Material provided:

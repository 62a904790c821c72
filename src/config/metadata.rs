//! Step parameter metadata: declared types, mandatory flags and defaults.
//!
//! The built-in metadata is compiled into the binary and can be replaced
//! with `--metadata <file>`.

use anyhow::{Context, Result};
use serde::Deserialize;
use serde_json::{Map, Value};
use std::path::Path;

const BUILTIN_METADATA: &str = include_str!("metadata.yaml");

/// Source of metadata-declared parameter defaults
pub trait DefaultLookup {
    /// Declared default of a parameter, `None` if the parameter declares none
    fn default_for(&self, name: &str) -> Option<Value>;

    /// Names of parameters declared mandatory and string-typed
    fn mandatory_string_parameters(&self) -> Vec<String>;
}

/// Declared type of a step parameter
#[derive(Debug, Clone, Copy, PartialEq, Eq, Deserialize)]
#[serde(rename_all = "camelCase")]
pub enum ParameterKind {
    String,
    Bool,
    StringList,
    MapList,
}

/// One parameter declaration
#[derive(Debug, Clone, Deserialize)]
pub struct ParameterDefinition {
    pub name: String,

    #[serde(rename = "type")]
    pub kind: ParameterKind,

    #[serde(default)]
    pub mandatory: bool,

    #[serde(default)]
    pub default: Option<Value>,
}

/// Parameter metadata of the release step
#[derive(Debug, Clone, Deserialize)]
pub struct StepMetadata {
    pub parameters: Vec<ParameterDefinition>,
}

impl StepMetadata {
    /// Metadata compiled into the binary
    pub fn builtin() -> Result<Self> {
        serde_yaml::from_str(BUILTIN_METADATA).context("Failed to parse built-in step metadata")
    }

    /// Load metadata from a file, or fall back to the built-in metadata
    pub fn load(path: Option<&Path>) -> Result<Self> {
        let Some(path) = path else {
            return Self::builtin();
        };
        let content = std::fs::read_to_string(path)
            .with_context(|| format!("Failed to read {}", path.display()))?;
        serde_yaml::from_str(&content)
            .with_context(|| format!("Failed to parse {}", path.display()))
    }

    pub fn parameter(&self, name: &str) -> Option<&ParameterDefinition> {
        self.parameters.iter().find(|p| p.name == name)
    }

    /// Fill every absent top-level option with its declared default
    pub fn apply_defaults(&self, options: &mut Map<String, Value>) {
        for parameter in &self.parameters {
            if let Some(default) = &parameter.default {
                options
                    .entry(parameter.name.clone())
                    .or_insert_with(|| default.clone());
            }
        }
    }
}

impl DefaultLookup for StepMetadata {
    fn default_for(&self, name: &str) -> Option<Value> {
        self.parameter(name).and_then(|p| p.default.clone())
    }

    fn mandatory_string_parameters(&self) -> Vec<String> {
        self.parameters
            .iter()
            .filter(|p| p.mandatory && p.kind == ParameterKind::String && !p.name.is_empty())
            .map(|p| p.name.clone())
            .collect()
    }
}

Task to complete: Lines holding the word "compiled" are the answer; copy each one from the records above.

Solution for this problem:
//! The built-in metadata is compiled into the binary and can be replaced
    /// Metadata compiled into the binary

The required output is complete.